Work required: Every record shown here needs to be repeated exactly.

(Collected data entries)
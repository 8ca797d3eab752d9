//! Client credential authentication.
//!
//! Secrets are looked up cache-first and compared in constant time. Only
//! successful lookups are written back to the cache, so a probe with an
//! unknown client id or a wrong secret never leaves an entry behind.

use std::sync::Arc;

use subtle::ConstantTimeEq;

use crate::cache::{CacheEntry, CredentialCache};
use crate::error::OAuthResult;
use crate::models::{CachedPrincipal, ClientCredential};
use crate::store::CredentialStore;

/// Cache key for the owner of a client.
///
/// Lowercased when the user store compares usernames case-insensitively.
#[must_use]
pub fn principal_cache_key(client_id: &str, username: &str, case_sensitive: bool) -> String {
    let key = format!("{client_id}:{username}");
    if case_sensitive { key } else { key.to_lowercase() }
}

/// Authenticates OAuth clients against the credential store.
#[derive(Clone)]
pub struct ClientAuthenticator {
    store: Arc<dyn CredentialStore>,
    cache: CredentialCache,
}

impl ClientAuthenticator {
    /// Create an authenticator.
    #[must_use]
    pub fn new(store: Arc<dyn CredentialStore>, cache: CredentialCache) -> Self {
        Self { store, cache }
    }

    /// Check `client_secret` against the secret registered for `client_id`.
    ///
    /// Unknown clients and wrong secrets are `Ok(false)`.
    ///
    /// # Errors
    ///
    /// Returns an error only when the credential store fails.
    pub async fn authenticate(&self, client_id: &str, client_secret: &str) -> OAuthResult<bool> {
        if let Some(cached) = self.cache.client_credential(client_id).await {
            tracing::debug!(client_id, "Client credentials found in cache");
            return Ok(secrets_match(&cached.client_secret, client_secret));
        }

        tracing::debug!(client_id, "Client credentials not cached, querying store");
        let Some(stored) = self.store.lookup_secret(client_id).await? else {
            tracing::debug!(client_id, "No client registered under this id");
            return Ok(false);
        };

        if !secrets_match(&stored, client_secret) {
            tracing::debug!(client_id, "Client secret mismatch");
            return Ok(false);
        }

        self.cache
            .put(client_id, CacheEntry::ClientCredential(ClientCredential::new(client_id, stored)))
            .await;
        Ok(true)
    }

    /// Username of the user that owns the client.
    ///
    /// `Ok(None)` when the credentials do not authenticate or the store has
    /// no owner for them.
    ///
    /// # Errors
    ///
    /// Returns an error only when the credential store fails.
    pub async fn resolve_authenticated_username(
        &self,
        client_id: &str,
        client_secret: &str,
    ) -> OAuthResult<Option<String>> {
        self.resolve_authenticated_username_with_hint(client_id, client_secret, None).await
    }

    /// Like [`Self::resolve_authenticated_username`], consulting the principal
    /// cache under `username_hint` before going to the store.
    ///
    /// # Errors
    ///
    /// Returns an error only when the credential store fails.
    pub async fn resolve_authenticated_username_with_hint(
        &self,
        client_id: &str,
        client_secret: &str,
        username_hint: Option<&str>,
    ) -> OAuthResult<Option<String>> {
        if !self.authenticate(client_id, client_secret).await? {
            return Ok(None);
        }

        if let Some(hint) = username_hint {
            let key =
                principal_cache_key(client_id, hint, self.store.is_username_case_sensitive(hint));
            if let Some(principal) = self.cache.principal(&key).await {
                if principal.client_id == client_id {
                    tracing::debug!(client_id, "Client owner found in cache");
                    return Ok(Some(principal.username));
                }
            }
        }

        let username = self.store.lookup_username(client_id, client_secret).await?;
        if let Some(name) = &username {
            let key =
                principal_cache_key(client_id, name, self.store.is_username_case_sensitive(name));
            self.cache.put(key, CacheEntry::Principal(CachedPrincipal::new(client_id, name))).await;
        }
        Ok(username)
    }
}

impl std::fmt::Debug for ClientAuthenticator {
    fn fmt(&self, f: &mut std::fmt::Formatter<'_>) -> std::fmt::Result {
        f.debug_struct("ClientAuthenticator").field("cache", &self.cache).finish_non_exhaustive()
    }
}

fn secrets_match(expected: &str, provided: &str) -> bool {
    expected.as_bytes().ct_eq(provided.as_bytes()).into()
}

Solution to this exercise:
repository 8ca797d3eab752d9
//! Client credential authentication.
//!
//! Secrets are looked up cache-first and compared in constant time. Only
//! successful lookups are written back to the cache, so a probe with an
//! unknown client id or a wrong secret never leaves an entry behind.

use std::sync::Arc;

use subtle::ConstantTimeEq;

use crate::cache::{CacheEntry, CredentialCache};
use crate::error::OAuthResult;
use crate::models::{CachedPrincipal, ClientCredential};
use crate::store::CredentialStore;

/// Cache key for the owner of a client.
///
/// Lowercased when the user store compares usernames case-insensitively.
#[must_use]
pub fn principal_cache_key(client_id: &str, username: &str, case_sensitive: bool) -> String {
    let key = format!("{client_id}:{username}");
    if case_sensitive { key } else { key.to_lowercase() }
}

/// Authenticates OAuth clients against the credential store.
#[derive(Clone)]
pub struct ClientAuthenticator {
    store: Arc<dyn CredentialStore>,
    cache: CredentialCache,
}

impl ClientAuthenticator {
    /// Create an authenticator.
    #[must_use]
    pub fn new(store: Arc<dyn CredentialStore>, cache: CredentialCache) -> Self {
        Self { store, cache }
    }

    /// Check `client_secret` against the secret registered for `client_id`.
    ///
    /// Unknown clients and wrong secrets are `Ok(false)`.
    ///
    /// # Errors
    ///
    /// Returns an error only when the credential store fails.
    pub async fn authenticate(&self, client_id: &str, client_secret: &str) -> OAuthResult<bool> {
        if let Some(cached) = self.cache.client_credential(client_id).await {
            tracing::debug!(client_id, "Client credentials found in cache");
            return Ok(secrets_match(&cached.client_secret, client_secret));
        }

        tracing::debug!(client_id, "Client credentials not cached, querying store");
        let Some(stored) = self.store.lookup_secret(client_id).await? else {
            tracing::debug!(client_id, "No client registered under this id");
            return Ok(false);
        };

        if !secrets_match(&stored, client_secret) {
            tracing::debug!(client_id, "Client secret mismatch");
            return Ok(false);
        }

        self.cache
            .put(client_id, CacheEntry::ClientCredential(ClientCredential::new(client_id, stored)))
            .await;
        Ok(true)
    }

    /// Username of the user that owns the client.
    ///
    /// `Ok(None)` when the credentials do not authenticate or the store has
    /// no owner for them.
    ///
    /// # Errors
    ///
    /// Returns an error only when the credential store fails.
    pub async fn resolve_authenticated_username(
        &self,
        client_id: &str,
        client_secret: &str,
    ) -> OAuthResult<Option<String>> {
        self.resolve_authenticated_username_with_hint(client_id, client_secret, None).await
    }

    /// Like [`Self::resolve_authenticated_username`], consulting the principal
    /// cache under `username_hint` before going to the store.
    ///
    /// # Errors
    ///
    /// Returns an error only when the credential store fails.
    pub async fn resolve_authenticated_username_with_hint(
        &self,
        client_id: &str,
        client_secret: &str,
        username_hint: Option<&str>,
    ) -> OAuthResult<Option<String>> {
        if !self.authenticate(client_id, client_secret).await? {
            return Ok(None);
        }

        if let Some(hint) = username_hint {
            let key =
                principal_cache_key(client_id, hint, self.store.is_username_case_sensitive(hint));
            if let Some(principal) = self.cache.principal(&key).await {
                if principal.client_id == client_id {
                    tracing::debug!(client_id, "Client owner found in cache");
                    return Ok(Some(principal.username));
                }
            }
        }

        let username = self.store.lookup_username(client_id, client_secret).await?;
        if let Some(name) = &username {
            let key =
                principal_cache_key(client_id, name, self.store.is_username_case_sensitive(name));
            self.cache.put(key, CacheEntry::Principal(CachedPrincipal::new(client_id, name))).await;
        }
        Ok(username)
    }
}

impl std::fmt::Debug for ClientAuthenticator {
    fn fmt(&self, f: &mut std::fmt::Formatter<'_>) -> std::fmt::Result {
        f.debug_struct("ClientAuthenticator").field("cache", &self.cache).finish_non_exhaustive()
    }
}

fn secrets_match(expected: &str, provided: &str) -> bool {
    expected.as_bytes().ct_eq(provided.as_bytes()).into()
}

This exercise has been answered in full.